### Material provided
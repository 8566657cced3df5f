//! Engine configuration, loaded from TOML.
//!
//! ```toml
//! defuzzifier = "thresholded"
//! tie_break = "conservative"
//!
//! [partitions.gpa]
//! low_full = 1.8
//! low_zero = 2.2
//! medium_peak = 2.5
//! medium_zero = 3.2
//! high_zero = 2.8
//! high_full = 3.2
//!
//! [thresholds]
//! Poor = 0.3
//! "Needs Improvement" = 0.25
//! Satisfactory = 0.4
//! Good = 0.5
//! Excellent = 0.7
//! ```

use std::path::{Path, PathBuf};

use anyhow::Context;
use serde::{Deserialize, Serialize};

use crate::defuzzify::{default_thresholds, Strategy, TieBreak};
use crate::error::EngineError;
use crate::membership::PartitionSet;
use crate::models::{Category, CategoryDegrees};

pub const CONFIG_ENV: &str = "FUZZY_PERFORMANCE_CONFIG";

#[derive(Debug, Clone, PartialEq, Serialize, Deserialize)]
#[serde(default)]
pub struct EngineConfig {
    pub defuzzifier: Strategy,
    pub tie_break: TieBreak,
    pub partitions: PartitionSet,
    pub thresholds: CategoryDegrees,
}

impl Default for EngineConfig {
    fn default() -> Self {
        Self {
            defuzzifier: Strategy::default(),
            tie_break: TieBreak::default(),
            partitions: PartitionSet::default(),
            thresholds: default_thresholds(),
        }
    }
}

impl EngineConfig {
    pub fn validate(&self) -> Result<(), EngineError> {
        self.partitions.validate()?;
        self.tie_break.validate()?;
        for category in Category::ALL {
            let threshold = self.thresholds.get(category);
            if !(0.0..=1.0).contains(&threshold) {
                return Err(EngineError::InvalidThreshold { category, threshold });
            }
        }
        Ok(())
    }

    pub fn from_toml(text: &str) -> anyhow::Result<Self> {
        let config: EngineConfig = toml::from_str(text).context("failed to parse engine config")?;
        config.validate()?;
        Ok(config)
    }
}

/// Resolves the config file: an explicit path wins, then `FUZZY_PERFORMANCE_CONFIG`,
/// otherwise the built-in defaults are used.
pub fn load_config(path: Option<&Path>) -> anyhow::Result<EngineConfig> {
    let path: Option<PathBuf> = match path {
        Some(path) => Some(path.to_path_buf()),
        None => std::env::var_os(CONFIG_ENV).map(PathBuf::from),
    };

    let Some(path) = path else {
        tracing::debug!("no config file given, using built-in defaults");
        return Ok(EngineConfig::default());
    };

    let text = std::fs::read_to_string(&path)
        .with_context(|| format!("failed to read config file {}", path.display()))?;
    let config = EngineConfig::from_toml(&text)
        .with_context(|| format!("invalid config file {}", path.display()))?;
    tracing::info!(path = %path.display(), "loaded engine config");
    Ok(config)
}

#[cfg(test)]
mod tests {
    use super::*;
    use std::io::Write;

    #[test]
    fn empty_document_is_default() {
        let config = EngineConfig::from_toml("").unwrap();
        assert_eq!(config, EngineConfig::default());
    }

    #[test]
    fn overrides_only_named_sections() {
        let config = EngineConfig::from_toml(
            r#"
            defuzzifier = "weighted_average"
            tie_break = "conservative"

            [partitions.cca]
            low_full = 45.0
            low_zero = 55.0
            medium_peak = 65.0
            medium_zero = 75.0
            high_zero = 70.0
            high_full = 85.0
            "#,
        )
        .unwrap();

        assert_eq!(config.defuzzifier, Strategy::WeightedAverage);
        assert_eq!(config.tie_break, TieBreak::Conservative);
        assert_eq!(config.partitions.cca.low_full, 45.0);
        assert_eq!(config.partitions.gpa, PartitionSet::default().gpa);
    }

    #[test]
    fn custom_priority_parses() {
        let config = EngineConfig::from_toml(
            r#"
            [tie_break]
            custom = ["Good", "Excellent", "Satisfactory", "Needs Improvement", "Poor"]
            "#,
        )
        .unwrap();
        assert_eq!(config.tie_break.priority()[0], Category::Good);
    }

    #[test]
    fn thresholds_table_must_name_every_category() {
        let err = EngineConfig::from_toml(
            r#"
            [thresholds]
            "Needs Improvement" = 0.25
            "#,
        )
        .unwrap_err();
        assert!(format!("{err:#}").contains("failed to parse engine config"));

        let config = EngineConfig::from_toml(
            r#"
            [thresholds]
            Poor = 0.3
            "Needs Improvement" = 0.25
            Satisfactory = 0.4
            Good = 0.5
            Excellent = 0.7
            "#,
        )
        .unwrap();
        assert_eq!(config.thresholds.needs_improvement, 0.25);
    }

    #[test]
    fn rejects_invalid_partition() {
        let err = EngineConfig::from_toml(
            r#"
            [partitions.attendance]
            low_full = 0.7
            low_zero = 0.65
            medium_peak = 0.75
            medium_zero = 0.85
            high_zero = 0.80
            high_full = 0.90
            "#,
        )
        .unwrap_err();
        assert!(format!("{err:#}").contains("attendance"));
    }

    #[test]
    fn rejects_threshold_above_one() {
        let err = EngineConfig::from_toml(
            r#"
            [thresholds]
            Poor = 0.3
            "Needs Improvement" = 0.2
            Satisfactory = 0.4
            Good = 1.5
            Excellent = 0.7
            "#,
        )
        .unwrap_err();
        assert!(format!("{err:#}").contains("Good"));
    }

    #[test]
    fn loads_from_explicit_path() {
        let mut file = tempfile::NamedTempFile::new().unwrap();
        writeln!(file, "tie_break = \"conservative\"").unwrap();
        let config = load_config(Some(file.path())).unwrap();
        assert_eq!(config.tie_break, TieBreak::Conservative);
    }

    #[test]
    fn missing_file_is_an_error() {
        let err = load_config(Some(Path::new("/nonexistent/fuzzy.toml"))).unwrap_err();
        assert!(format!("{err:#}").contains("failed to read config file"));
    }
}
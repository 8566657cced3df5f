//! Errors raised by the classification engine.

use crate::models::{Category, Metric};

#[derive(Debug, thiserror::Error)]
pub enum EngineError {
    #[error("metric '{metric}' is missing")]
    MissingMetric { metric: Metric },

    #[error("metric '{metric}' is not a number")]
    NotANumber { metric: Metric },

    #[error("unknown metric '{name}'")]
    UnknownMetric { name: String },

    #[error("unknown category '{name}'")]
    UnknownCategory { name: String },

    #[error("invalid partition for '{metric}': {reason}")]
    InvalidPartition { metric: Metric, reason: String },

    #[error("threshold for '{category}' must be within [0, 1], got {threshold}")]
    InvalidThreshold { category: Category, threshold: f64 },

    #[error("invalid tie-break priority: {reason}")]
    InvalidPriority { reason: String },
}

### Task instructions
Repeat the material above verbatim.

### Answer below
repository 8566657cced3df5f
//! Engine configuration, loaded from TOML.
//!
//! ```toml
//! defuzzifier = "thresholded"
//! tie_break = "conservative"
//!
//! [partitions.gpa]
//! low_full = 1.8
//! low_zero = 2.2
//! medium_peak = 2.5
//! medium_zero = 3.2
//! high_zero = 2.8
//! high_full = 3.2
//!
//! [thresholds]
//! Poor = 0.3
//! "Needs Improvement" = 0.25
//! Satisfactory = 0.4
//! Good = 0.5
//! Excellent = 0.7
//! ```

use std::path::{Path, PathBuf};

use anyhow::Context;
use serde::{Deserialize, Serialize};

use crate::defuzzify::{default_thresholds, Strategy, TieBreak};
use crate::error::EngineError;
use crate::membership::PartitionSet;
use crate::models::{Category, CategoryDegrees};

pub const CONFIG_ENV: &str = "FUZZY_PERFORMANCE_CONFIG";

#[derive(Debug, Clone, PartialEq, Serialize, Deserialize)]
#[serde(default)]
pub struct EngineConfig {
    pub defuzzifier: Strategy,
    pub tie_break: TieBreak,
    pub partitions: PartitionSet,
    pub thresholds: CategoryDegrees,
}

impl Default for EngineConfig {
    fn default() -> Self {
        Self {
            defuzzifier: Strategy::default(),
            tie_break: TieBreak::default(),
            partitions: PartitionSet::default(),
            thresholds: default_thresholds(),
        }
    }
}

impl EngineConfig {
    pub fn validate(&self) -> Result<(), EngineError> {
        self.partitions.validate()?;
        self.tie_break.validate()?;
        for category in Category::ALL {
            let threshold = self.thresholds.get(category);
            if !(0.0..=1.0).contains(&threshold) {
                return Err(EngineError::InvalidThreshold { category, threshold });
            }
        }
        Ok(())
    }

    pub fn from_toml(text: &str) -> anyhow::Result<Self> {
        let config: EngineConfig = toml::from_str(text).context("failed to parse engine config")?;
        config.validate()?;
        Ok(config)
    }
}

/// Resolves the config file: an explicit path wins, then `FUZZY_PERFORMANCE_CONFIG`,
/// otherwise the built-in defaults are used.
pub fn load_config(path: Option<&Path>) -> anyhow::Result<EngineConfig> {
    let path: Option<PathBuf> = match path {
        Some(path) => Some(path.to_path_buf()),
        None => std::env::var_os(CONFIG_ENV).map(PathBuf::from),
    };

    let Some(path) = path else {
        tracing::debug!("no config file given, using built-in defaults");
        return Ok(EngineConfig::default());
    };

    let text = std::fs::read_to_string(&path)
        .with_context(|| format!("failed to read config file {}", path.display()))?;
    let config = EngineConfig::from_toml(&text)
        .with_context(|| format!("invalid config file {}", path.display()))?;
    tracing::info!(path = %path.display(), "loaded engine config");
    Ok(config)
}

#[cfg(test)]
mod tests {
    use super::*;
    use std::io::Write;

    #[test]
    fn empty_document_is_default() {
        let config = EngineConfig::from_toml("").unwrap();
        assert_eq!(config, EngineConfig::default());
    }

    #[test]
    fn overrides_only_named_sections() {
        let config = EngineConfig::from_toml(
            r#"
            defuzzifier = "weighted_average"
            tie_break = "conservative"

            [partitions.cca]
            low_full = 45.0
            low_zero = 55.0
            medium_peak = 65.0
            medium_zero = 75.0
            high_zero = 70.0
            high_full = 85.0
            "#,
        )
        .unwrap();

        assert_eq!(config.defuzzifier, Strategy::WeightedAverage);
        assert_eq!(config.tie_break, TieBreak::Conservative);
        assert_eq!(config.partitions.cca.low_full, 45.0);
        assert_eq!(config.partitions.gpa, PartitionSet::default().gpa);
    }

    #[test]
    fn custom_priority_parses() {
        let config = EngineConfig::from_toml(
            r#"
            [tie_break]
            custom = ["Good", "Excellent", "Satisfactory", "Needs Improvement", "Poor"]
            "#,
        )
        .unwrap();
        assert_eq!(config.tie_break.priority()[0], Category::Good);
    }

    #[test]
    fn thresholds_table_must_name_every_category() {
        let err = EngineConfig::from_toml(
            r#"
            [thresholds]
            "Needs Improvement" = 0.25
            "#,
        )
        .unwrap_err();
        assert!(format!("{err:#}").contains("failed to parse engine config"));

        let config = EngineConfig::from_toml(
            r#"
            [thresholds]
            Poor = 0.3
            "Needs Improvement" = 0.25
            Satisfactory = 0.4
            Good = 0.5
            Excellent = 0.7
            "#,
        )
        .unwrap();
        assert_eq!(config.thresholds.needs_improvement, 0.25);
    }

    #[test]
    fn rejects_invalid_partition() {
        let err = EngineConfig::from_toml(
            r#"
            [partitions.attendance]
            low_full = 0.7
            low_zero = 0.65
            medium_peak = 0.75
            medium_zero = 0.85
            high_zero = 0.80
            high_full = 0.90
            "#,
        )
        .unwrap_err();
        assert!(format!("{err:#}").contains("attendance"));
    }

    #[test]
    fn rejects_threshold_above_one() {
        let err = EngineConfig::from_toml(
            r#"
            [thresholds]
            Poor = 0.3
            "Needs Improvement" = 0.2
            Satisfactory = 0.4
            Good = 1.5
            Excellent = 0.7
            "#,
        )
        .unwrap_err();
        assert!(format!("{err:#}").contains("Good"));
    }

    #[test]
    fn loads_from_explicit_path() {
        let mut file = tempfile::NamedTempFile::new().unwrap();
        writeln!(file, "tie_break = \"conservative\"").unwrap();
        let config = load_config(Some(file.path())).unwrap();
        assert_eq!(config.tie_break, TieBreak::Conservative);
    }

    #[test]
    fn missing_file_is_an_error() {
        let err = load_config(Some(Path::new("/nonexistent/fuzzy.toml"))).unwrap_err();
        assert!(format!("{err:#}").contains("failed to read config file"));
    }
}
repository 8566657cced3df5f
//! Errors raised by the classification engine.

use crate::models::{Category, Metric};

#[derive(Debug, thiserror::Error)]
pub enum EngineError {
    #[error("metric '{metric}' is missing")]
    MissingMetric { metric: Metric },

    #[error("metric '{metric}' is not a number")]
    NotANumber { metric: Metric },

    #[error("unknown metric '{name}'")]
    UnknownMetric { name: String },

    #[error("unknown category '{name}'")]
    UnknownCategory { name: String },

    #[error("invalid partition for '{metric}': {reason}")]
    InvalidPartition { metric: Metric, reason: String },

    #[error("threshold for '{category}' must be within [0, 1], got {threshold}")]
    InvalidThreshold { category: Category, threshold: f64 },

    #[error("invalid tie-break priority: {reason}")]
    InvalidPriority { reason: String },
}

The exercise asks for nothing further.